По воспоминаниям А. И. Полторака, возглавлявшего советский секретариат на Нюрнбергском процессе, этот фильм был показан группе русских эмигрантов, работавших в качестве переводчиков в составе персонала западных делегаций. Среди них были представители таких аристократических фамилий старой России, как Трубецкие, Толстые и т. д. Но все они, мужчины и женщины, молодые и старые, плакали во время демонстрации фильма (См.:
Через два-три дня после демонстрации на Нюрнбергском процессе фильма о зверствах гитлеровцев на оккупированной территории СССР в качестве документа обвинения был предъявлен фильм об уничтожении 9 июня 1942 года чехословацкого селения Лидице, снятый самими нацистами. Вот факельщики перебегают от дома к дому, слышен гул взрывов. Вот фашистские солдаты прокладывают к развалинам железнодорожные пути, чтобы вывезти прочь даже остатки зданий. Деревню сровняли с землей, деревья срубили, дороги распахали, а жителей или расстреляли (мужчин), или отправили в лагеря смерти (женщин и детей). Само название села по приказу СС было стерто со всех имевших хождение в третьем рейхе карт, вычеркнуто из всех справочников.
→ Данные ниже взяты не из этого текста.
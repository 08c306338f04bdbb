//! Builds the report for each subcommand from its form and the loaded
//! configuration.

use anyhow::{Context, Result};
use plantain_core::calculations::business_case::{BusinessCase, BusinessCaseResult};
use plantain_core::calculations::factory_layout::{
    area_allocation, equipment_categories, generate_layout, production_steps,
};
use plantain_core::calculations::flowchart::{FlowTracker, optimization_recommendations};
use plantain_core::calculations::investment::{InvestmentPlanner, staffing};
use plantain_core::calculations::market::{MarketAnalysis, analyze_market};
use plantain_core::calculations::progress::{ProgressReport, baseline_quarters, track_progress};
use plantain_core::calculations::projection::{OperatingProjection, OperatingResult};
use plantain_core::calculations::risk::{assess_risk, monitoring_plan};
use plantain_core::calculations::supplier::{SupplierAnalysis, analyze_suppliers};
use plantain_core::{QualityPlan, quality_plan};
use tracing::{debug, info};

use crate::config::PlannerConfig;
use crate::csv_loader;
use crate::forms::{
    BusinessCaseForm, FlowchartForm, InvestmentForm, LayoutForm, MarketForm, ProgressForm,
    ProjectionForm, QualityForm, RiskForm, SupplierForm,
};
use crate::report::{
    FlowStepView, FlowchartReport, InvestmentReport, LayoutReport, RiskReport, break_even_summary,
};

pub fn investment(
    form: &InvestmentForm,
    config: &PlannerConfig,
) -> Result<InvestmentReport> {
    let input = form.input();
    let planner = InvestmentPlanner::new(config.investment.clone());
    let allocation = planner
        .capital_allocation(input.capital, input.has_land)
        .context("capital allocation failed")?;
    let requirements = planner
        .requirements(input.capital, input.has_land, input.land_plots)
        .context("investment requirements failed")?;
    debug!(total = %requirements.total, gap = %requirements.funding_gap, "investment planned");

    Ok(InvestmentReport {
        location: input.location.map(|l| l.label()),
        allocation,
        requirements,
        staffing: staffing(),
    })
}

pub fn business_case(
    form: &BusinessCaseForm,
    config: &PlannerConfig,
) -> Result<BusinessCaseResult> {
    let result = BusinessCase::new(config.business_case.clone())
        .analyze(&form.input())
        .context("business case analysis failed")?;
    info!("{}", break_even_summary(&result));
    Ok(result)
}

pub fn projection(
    form: &ProjectionForm,
    config: &PlannerConfig,
) -> Result<OperatingResult> {
    OperatingProjection::new(config.projection.clone())
        .project(&form.input())
        .context("operating projection failed")
}

pub fn layout(form: &LayoutForm) -> Result<LayoutReport> {
    let area = form
        .factory_size()
        .map(area_allocation)
        .transpose()
        .context("area allocation failed")?;
    let automation = form.automation();
    let layout = generate_layout(&form.input()).context("layout generation failed")?;

    Ok(LayoutReport {
        area_allocation: area,
        automation,
        automation_benefits: automation.benefits(),
        equipment_categories: equipment_categories(),
        layout,
        production_steps: production_steps(),
    })
}

pub fn suppliers(form: &SupplierForm) -> Result<SupplierAnalysis> {
    analyze_suppliers(form.count(), form.scarcity()).context("supplier analysis failed")
}

/// Uses the imported actuals when a CSV is given, otherwise the baseline
/// quarters labelled from the form's starting quarter.
pub fn progress(form: &ProgressForm) -> Result<ProgressReport> {
    let quarters = match &form.actuals {
        Some(path) => csv_loader::load_from_file(path)
            .with_context(|| format!("cannot import actuals from '{}'", path.display()))?,
        None => baseline_quarters(form.start_quarter(), form.year()),
    };
    let targets = form.targets();
    track_progress(quarters, targets.as_ref()).context("progress tracking failed")
}

pub fn risk(form: &RiskForm) -> RiskReport {
    RiskReport {
        assessment: assess_risk(&form.profile()),
        monitoring: monitoring_plan(),
        all_mitigation: form.all_mitigation,
    }
}

pub fn quality(form: &QualityForm) -> QualityPlan {
    quality_plan(form.standard())
}

pub fn market(form: &MarketForm) -> MarketAnalysis {
    analyze_market(form.segment())
}

pub fn flowchart(form: &FlowchartForm) -> Result<FlowchartReport> {
    let mut tracker = FlowTracker::new();
    tracker.go_to(form.step()).context("invalid flowchart step")?;
    for _ in 0..form.advance() {
        tracker.advance();
    }

    Ok(FlowchartReport {
        current_step: tracker.current(),
        steps: tracker
            .statuses()
            .into_iter()
            .map(|(step, status)| FlowStepView {
                number: step.number,
                name: step.name,
                description: step.description,
                status,
            })
            .collect(),
        level: form.level().detail(),
        recommendations: optimization_recommendations(),
    })
}
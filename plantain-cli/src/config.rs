//! Planner configuration loaded from TOML.
//!
//! Every section is optional. Missing sections and missing keys take the
//! built-in defaults, so an empty file is a valid configuration.
//!
//! ```toml
//! [investment]
//! land_cost_per_plot = 6000000
//!
//! [business_case]
//! fixed_costs = 45000000
//! target_factors = [0.15, 0.20, 0.25, 0.40]
//!
//! [projection]
//! revenue_growth = 0.12
//! years = 7
//! ```

use std::path::Path;

use anyhow::{Context, Result};
use plantain_core::calculations::{BusinessCaseConfig, InvestmentConfig, ProjectionConfig};
use serde::{Deserialize, Serialize};
use tracing::info;

#[derive(Debug, Clone, Default, PartialEq, Eq, Serialize, Deserialize)]
#[serde(default, deny_unknown_fields)]
pub struct PlannerConfig {
    pub investment: InvestmentConfig,
    pub business_case: BusinessCaseConfig,
    pub projection: ProjectionConfig,
}

impl PlannerConfig {
    /// Parses and validates a configuration from TOML text.
    pub fn from_toml_str(text: &str) -> Result<Self> {
        let config: Self = toml::from_str(text).context("invalid planner configuration")?;
        config.validate()?;
        Ok(config)
    }

    /// Loads the configuration at `path`, or the defaults when no path is given.
    pub fn load(path: Option<&Path>) -> Result<Self> {
        let Some(path) = path else {
            return Ok(Self::default());
        };
        let text = std::fs::read_to_string(path)
            .with_context(|| format!("cannot read config file '{}'", path.display()))?;
        let config = Self::from_toml_str(&text)
            .with_context(|| format!("in config file '{}'", path.display()))?;
        info!(path = %path.display(), "loaded planner configuration");
        Ok(config)
    }

    pub fn validate(&self) -> Result<()> {
        self.investment
            .validate()
            .context("[investment] section")?;
        self.business_case
            .validate()
            .context("[business_case] section")?;
        self.projection
            .validate()
            .context("[projection] section")?;
        Ok(())
    }
}

#[cfg(test)]
mod tests {
    use super::*;
    use pretty_assertions::assert_eq;
    use rust_decimal_macros::dec;

    #[test]
    fn empty_text_yields_defaults() {
        let config = PlannerConfig::from_toml_str("").unwrap();

        assert_eq!(config, PlannerConfig::default());
    }

    #[test]
    fn missing_path_yields_defaults() {
        let config = PlannerConfig::load(None).unwrap();

        assert_eq!(config.projection.years, 5);
        assert_eq!(config.business_case.fixed_costs, dec!(40000000));
    }

    #[test]
    fn partial_sections_keep_other_defaults() {
        let text = "\
[business_case]
fixed_costs = 45000000

[projection]
revenue_growth = 0.12
";
        let config = PlannerConfig::from_toml_str(text).unwrap();

        assert_eq!(config.business_case.fixed_costs, dec!(45000000));
        assert_eq!(config.business_case.plantain_per_kg_flour, dec!(4));
        assert_eq!(config.projection.revenue_growth, dec!(0.12));
        assert_eq!(config.projection.cost_inflation, dec!(0.08));
        assert_eq!(config.investment, InvestmentConfig::default());
    }

    #[test]
    fn shares_that_do_not_sum_to_one_are_rejected() {
        let text = "\
[investment]
equipment_share = 0.5
";
        let err = PlannerConfig::from_toml_str(text).unwrap_err();

        assert!(format!("{err:#}").contains("[investment]"));
    }

    #[test]
    fn zero_projection_years_are_rejected() {
        let text = "[projection]\nyears = 0\n";

        assert!(PlannerConfig::from_toml_str(text).is_err());
    }

    #[test]
    fn unknown_section_is_rejected() {
        assert!(PlannerConfig::from_toml_str("[payroll]\nrate = 1\n").is_err());
    }

    #[test]
    fn unreadable_path_reports_file_name() {
        let err = PlannerConfig::load(Some(Path::new("/no/such/planner.toml"))).unwrap_err();

        assert!(err.to_string().contains("planner.toml"));
    }
}
//! Report rendering.
//!
//! Every subcommand builds one report value. [`render`] turns it into either
//! a plain-text report with tables and text bars or pretty-printed JSON.

use std::fmt::{self, Write};

use anyhow::{Context, Result};
use clap::ValueEnum;
use plantain_core::PlanningModule;
use plantain_core::QualityPlan;
use plantain_core::calculations::business_case::BusinessCaseResult;
use plantain_core::calculations::common::{HUNDRED, percent_of, round_half_up};
use plantain_core::calculations::factory_layout::{
    AreaAllocation, AutomationLevel, EquipmentCategory, FactoryLayout,
};
use plantain_core::calculations::flowchart::{LevelDetail, Recommendation, StepStatus};
use plantain_core::calculations::investment::{
    CapitalAllocation, InvestmentRequirements, StaffingPlan,
};
use plantain_core::calculations::market::MarketAnalysis;
use plantain_core::calculations::progress::ProgressReport;
use plantain_core::calculations::projection::OperatingResult;
use plantain_core::calculations::risk::{MonitoringCadence, RiskAssessment};
use plantain_core::calculations::supplier::SupplierAnalysis;
use plantain_core::models::ProcessStep;
use rust_decimal::Decimal;
use rust_decimal::prelude::ToPrimitive;
use serde::Serialize;

use crate::utils::{format_thousands, naira, opt_decimal_display};

/// Width of a full text bar, in characters.
pub const BAR_WIDTH: usize = 40;

#[derive(Debug, Clone, Copy, PartialEq, Eq, Default, ValueEnum)]
pub enum OutputFormat {
    #[default]
    Text,
    Json,
}

/// A report that can be written as plain text.
pub trait TextReport {
    fn write_text(
        &self,
        out: &mut String,
    ) -> fmt::Result;
}

/// Renders `report` in the requested format.
pub fn render<T>(
    report: &T,
    format: OutputFormat,
) -> Result<String>
where
    T: TextReport + Serialize,
{
    match format {
        OutputFormat::Json => {
            serde_json::to_string_pretty(report).context("failed to serialise report")
        }
        OutputFormat::Text => {
            let mut out = String::new();
            report
                .write_text(&mut out)
                .context("failed to format report")?;
            Ok(out)
        }
    }
}

/// A bar of `#` proportional to `value / max`, at most `width` long.
///
/// ```
/// use rust_decimal_macros::dec;
/// use plantain_cli::report::bar;
///
/// assert_eq!(bar(dec!(50), dec!(100), 10), "#####");
/// assert_eq!(bar(dec!(250), dec!(100), 4), "####");
/// ```
pub fn bar(
    value: Decimal,
    max: Decimal,
    width: usize,
) -> String {
    if max <= Decimal::ZERO || value <= Decimal::ZERO {
        return String::new();
    }
    let share = (value / max).min(Decimal::ONE);
    let filled = (share * Decimal::from(width))
        .round()
        .to_usize()
        .unwrap_or(width);
    "#".repeat(filled.min(width))
}

fn heading(
    out: &mut String,
    title: &str,
) -> fmt::Result {
    writeln!(out, "{title}")?;
    writeln!(out, "{}", "=".repeat(title.chars().count()))
}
Без волнения нельзя вспомнить свидетеля советского обвинения на заседании Международного военного трибунала в Нюрнберге Якова Григорьевича Григорьева, дававшего показания помощнику Главного обвинителя от СССР Л. Н. Смирнову.
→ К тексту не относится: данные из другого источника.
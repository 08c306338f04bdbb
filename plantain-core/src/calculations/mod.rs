//! Calculators for the nine planning modules.
//!
//! Each submodule is a pure function of its inputs: form values go in,
//! a result struct comes out. Tunable constants live in `*Config` structs
//! that validate themselves before use.

pub mod business_case;
pub mod common;
pub mod factory_layout;
pub mod flowchart;
pub mod investment;
pub mod market;
pub mod progress;
pub mod projection;
pub mod risk;
pub mod supplier;

pub use business_case::{
    BusinessCase, BusinessCaseConfig, BusinessCaseError, BusinessCaseInput, BusinessCaseResult,
};
pub use factory_layout::{FactoryLayout, LayoutError, LayoutInput, LayoutType};
pub use flowchart::{FlowError, FlowTracker};
pub use investment::{InvestmentConfig, InvestmentError, InvestmentPlanner, staffing};
pub use market::{MarketSegment, analyze_market};
pub use progress::{ProgressError, ProgressReport, track_progress};
pub use projection::{
    OperatingInput, OperatingProjection, OperatingResult, ProjectionConfig, ProjectionError,
};
pub use risk::{RiskAssessment, RiskProfile, assess_risk};
pub use supplier::{SupplierAnalysis, SupplierError, analyze_suppliers};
Немного погодя входят три немецких автоматчика и четвертый держит наган в руках. Нам приказали выйти в другую комнату. Поставили к стенке всю толпу — 19 человек, в том числе меня и моих двух сыновей, и начали из автоматов стрелять по нам. Я стоял около самой стенки, немного опустившись. После первого выстрела упал на пол и лежал не шевелясь. Когда расстреляли всех, немцы ушли из дома. Я пришел в сознание, гляжу — невдалеке от меня лежит мой сын Николай, он лежал ничком и был мертв, а второго сына я сперва не заметил и не знал, убит он или жив. Потом я стал подниматься, освободив ноги от навалившегося на них трупа. В этот момент меня окликнул мой сын, который остался в живых.
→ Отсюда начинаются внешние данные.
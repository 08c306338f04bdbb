//! Shared arithmetic for the planning calculators.
//!
//! Rounding, safe ratios and compound growth used by more than one module.
//!
//! Form values are unbounded, so arithmetic on them goes through the
//! `checked_*` helpers here and surfaces [`Overflow`] instead of panicking.

use rust_decimal::{Decimal, RoundingStrategy};
use thiserror::Error;

/// Hundred, for percentage conversions.
pub const HUNDRED: Decimal = Decimal::ONE_HUNDRED;

/// Longest multi-year series any calculator will produce.
pub const MAX_PROJECTION_YEARS: u32 = 50;

/// A result fell outside the range a [`Decimal`] can hold.
#[derive(Debug, Clone, Copy, Error, PartialEq, Eq)]
#[error("calculation exceeds the supported numeric range")]
pub struct Overflow;

pub fn checked_add(
    a: Decimal,
    b: Decimal,
) -> Result<Decimal, Overflow> {
    a.checked_add(b).ok_or(Overflow)
}

pub fn checked_sub(
    a: Decimal,
    b: Decimal,
) -> Result<Decimal, Overflow> {
    a.checked_sub(b).ok_or(Overflow)
}

pub fn checked_mul(
    a: Decimal,
    b: Decimal,
) -> Result<Decimal, Overflow> {
    a.checked_mul(b).ok_or(Overflow)
}

/// Divides `a` by `b`. Callers rule out a zero divisor first.
pub fn checked_div(
    a: Decimal,
    b: Decimal,
) -> Result<Decimal, Overflow> {
    a.checked_div(b).ok_or(Overflow)
}

/// Adds up a series of values.
///
/// ```
/// use rust_decimal::Decimal;
/// use rust_decimal_macros::dec;
/// use plantain_core::calculations::common::{Overflow, checked_sum};
///
/// assert_eq!(checked_sum([dec!(1.5), dec!(2.5)]), Ok(dec!(4.0)));
/// assert_eq!(checked_sum([Decimal::MAX, Decimal::ONE]), Err(Overflow));
/// ```
pub fn checked_sum<I>(values: I) -> Result<Decimal, Overflow>
where
    I: IntoIterator<Item = Decimal>,
{
    values.into_iter().try_fold(Decimal::ZERO, checked_add)
}

/// Rounds a decimal value to exactly two decimal places using half-up rounding.
///
/// Values at exactly 0.005 are rounded away from zero.
///
/// # Examples
///
/// ```
/// use rust_decimal_macros::dec;
/// use plantain_core::calculations::common::round_half_up;
///
/// assert_eq!(round_half_up(dec!(123.454)), dec!(123.45));
/// assert_eq!(round_half_up(dec!(123.455)), dec!(123.46));
/// assert_eq!(round_half_up(dec!(-123.455)), dec!(-123.46));
/// ```
pub fn round_half_up(value: Decimal) -> Decimal {
    value.round_dp_with_strategy(2, RoundingStrategy::MidpointAwayFromZero)
}

/// Rounds to the nearest whole number, midpoint away from zero.
///
/// ```
/// use rust_decimal_macros::dec;
/// use plantain_core::calculations::common::round_whole;
///
/// assert_eq!(round_whole(dec!(3306.25)), dec!(3306));
/// assert_eq!(round_whole(dec!(2.5)), dec!(3));
/// ```
pub fn round_whole(value: Decimal) -> Decimal {
    value.round_dp_with_strategy(0, RoundingStrategy::MidpointAwayFromZero)
}

/// Returns the maximum of two decimal values.
pub fn max(
    a: Decimal,
    b: Decimal,
) -> Decimal {
    if a > b { a } else { b }
}

/// Returns the minimum of two decimal values.
pub fn min(
    a: Decimal,
    b: Decimal,
) -> Decimal {
    if a < b { a } else { b }
}

/// Expresses `part` as a percentage of `whole`.
///
/// Returns zero when `whole` is zero rather than dividing by it.
///
/// ```
/// use rust_decimal_macros::dec;
/// use plantain_core::calculations::common::percent_of;
///
/// assert_eq!(percent_of(dec!(25), dec!(200)), Ok(dec!(12.5)));
/// assert_eq!(percent_of(dec!(25), dec!(0)), Ok(dec!(0)));
/// ```
pub fn percent_of(
    part: Decimal,
    whole: Decimal,
) -> Result<Decimal, Overflow> {
    if whole.is_zero() {
        return Ok(Decimal::ZERO);
    }
    checked_mul(checked_div(part, whole)?, HUNDRED)
}

/// Applies `rate` compound growth to `base` over `periods` periods.
///
/// `rate` is a fraction (0.15 for 15%). Zero periods returns `base` unchanged.
///
/// ```
/// use rust_decimal_macros::dec;
/// use plantain_core::calculations::common::compound;
///
/// assert_eq!(compound(dec!(1000), dec!(0.10), 2), Ok(dec!(1210.00)));
/// assert_eq!(compound(dec!(1000), dec!(0.10), 0), Ok(dec!(1000)));
/// ```
pub fn compound(
    base: Decimal,
    rate: Decimal,
    periods: u32,
) -> Result<Decimal, Overflow> {
    let factor = checked_add(Decimal::ONE, rate)?;
    (0..periods).try_fold(base, |acc, _| checked_mul(acc, factor))
}

#[cfg(test)]
mod tests {
    use pretty_assertions::assert_eq;
    use rust_decimal_macros::dec;

    use super::*;

    // =========================================================================
    // round_half_up tests
    // =========================================================================

    #[test]
    fn round_half_up_rounds_down_below_midpoint() {
        let result = round_half_up(dec!(123.454));

        assert_eq!(result, dec!(123.45));
    }

    #[test]
    fn round_half_up_rounds_up_at_midpoint() {
        let result = round_half_up(dec!(123.455));

        assert_eq!(result, dec!(123.46));
    }

    #[test]
    fn round_half_up_handles_negative_values() {
        let result = round_half_up(dec!(-123.455));

        assert_eq!(result, dec!(-123.46));
    }

    #[test]
    fn round_half_up_handles_large_values() {
        let result = round_half_up(dec!(999999.999));

        assert_eq!(result, dec!(1000000.00));
    }

    // =========================================================================
    // round_whole tests
    // =========================================================================

    #[test]
    fn round_whole_rounds_midpoint_away_from_zero() {
        assert_eq!(round_whole(dec!(4372.5)), dec!(4373));
        assert_eq!(round_whole(dec!(-4372.5)), dec!(-4373));
    }

    #[test]
    fn round_whole_rounds_down_below_midpoint() {
        assert_eq!(round_whole(dec!(2257.49)), dec!(2257));
    }

    // =========================================================================
    // max / min tests
    // =========================================================================

    #[test]
    fn max_returns_larger_value() {
        assert_eq!(max(dec!(100.00), dec!(200.00)), dec!(200.00));
        assert_eq!(max(dec!(200.00), dec!(100.00)), dec!(200.00));
    }

    #[test]
    fn max_handles_negative_and_positive() {
        assert_eq!(max(dec!(-50.00), dec!(50.00)), dec!(50.00));
    }

    #[test]
    fn min_returns_smaller_value() {
        assert_eq!(min(dec!(100.00), dec!(200.00)), dec!(100.00));
        assert_eq!(min(dec!(-1), dec!(0)), dec!(-1));
    }

    // =========================================================================
    // percent_of tests
    // =========================================================================

    #[test]
    fn percent_of_computes_ratio_times_hundred() {
        assert_eq!(percent_of(dec!(1), dec!(4)), Ok(dec!(25)));
    }

    #[test]
    fn percent_of_zero_whole_is_zero() {
        assert_eq!(percent_of(dec!(1000), Decimal::ZERO), Ok(Decimal::ZERO));
    }

    #[test]
    fn percent_of_tiny_whole_overflows() {
        let result = percent_of(Decimal::MAX, dec!(0.0001));

        assert_eq!(result, Err(Overflow));
    }

    // =========================================================================
    // compound tests
    // =========================================================================

    #[test]
    fn compound_matches_repeated_growth() {
        let result = compound(dec!(2500), dec!(0.15), 2);

        assert_eq!(result, Ok(dec!(3306.2500)));
    }

    #[test]
    fn compound_with_zero_rate_is_identity() {
        assert_eq!(compound(dec!(42), Decimal::ZERO, 5), Ok(dec!(42)));
    }

    #[test]
    fn compound_reports_overflow_instead_of_panicking() {
        let result = compound(dec!(150000000), dec!(0.15), 1000);

        assert_eq!(result, Err(Overflow));
    }

    // =========================================================================
    // checked arithmetic tests
    // =========================================================================

    #[test]
    fn checked_mul_overflows_past_decimal_max() {
        assert_eq!(checked_mul(Decimal::MAX, dec!(2)), Err(Overflow));
        assert_eq!(checked_mul(dec!(1.5), dec!(2)), Ok(dec!(3)));
    }

    #[test]
    fn checked_sum_of_empty_series_is_zero() {
        assert_eq!(checked_sum(Vec::new()), Ok(Decimal::ZERO));
    }
}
Картины кровавых фашистских преступлений производили сильное, неизгладимое впечатлепие на всех приглашенных на процесс, присутствовавших на его заседаниях. Никогда не забуду выражения лиц советских юристов. Люди, привыкшие иметь дело с самыми чудовищными проявлениями падения человека, сидели буквально стиснув зубы, сжав кулаки, побледневшие и осунувшиеся. Голоса их, конечно, не дрожали во время выступлений или допроса обвиняемых. Но чувствовалось, сколько сил, внутреннего напряжения требует эта выдержка, эта холодная беспристрастность, которую нужно было проявлять не день-два, а на протяжении нескольких месяцев публичного процесса. Журналистам, другим гостям было легче. Они имели возможность на время отключиться, уйти из зала, обменяться с соседом репликой, взглядом, разрядиться вечером среди единомышленников, которыми в то время были все присутствовавшие в зале представители стран антигитлеровской коалиции. Иное дело — юристы. Они обязаны были следить за любыми, самыми незначительными деталями, а вечером не «разряжаться», а, наоборот, собираться с силами, готовясь к очередному сражению за торжество справедливости.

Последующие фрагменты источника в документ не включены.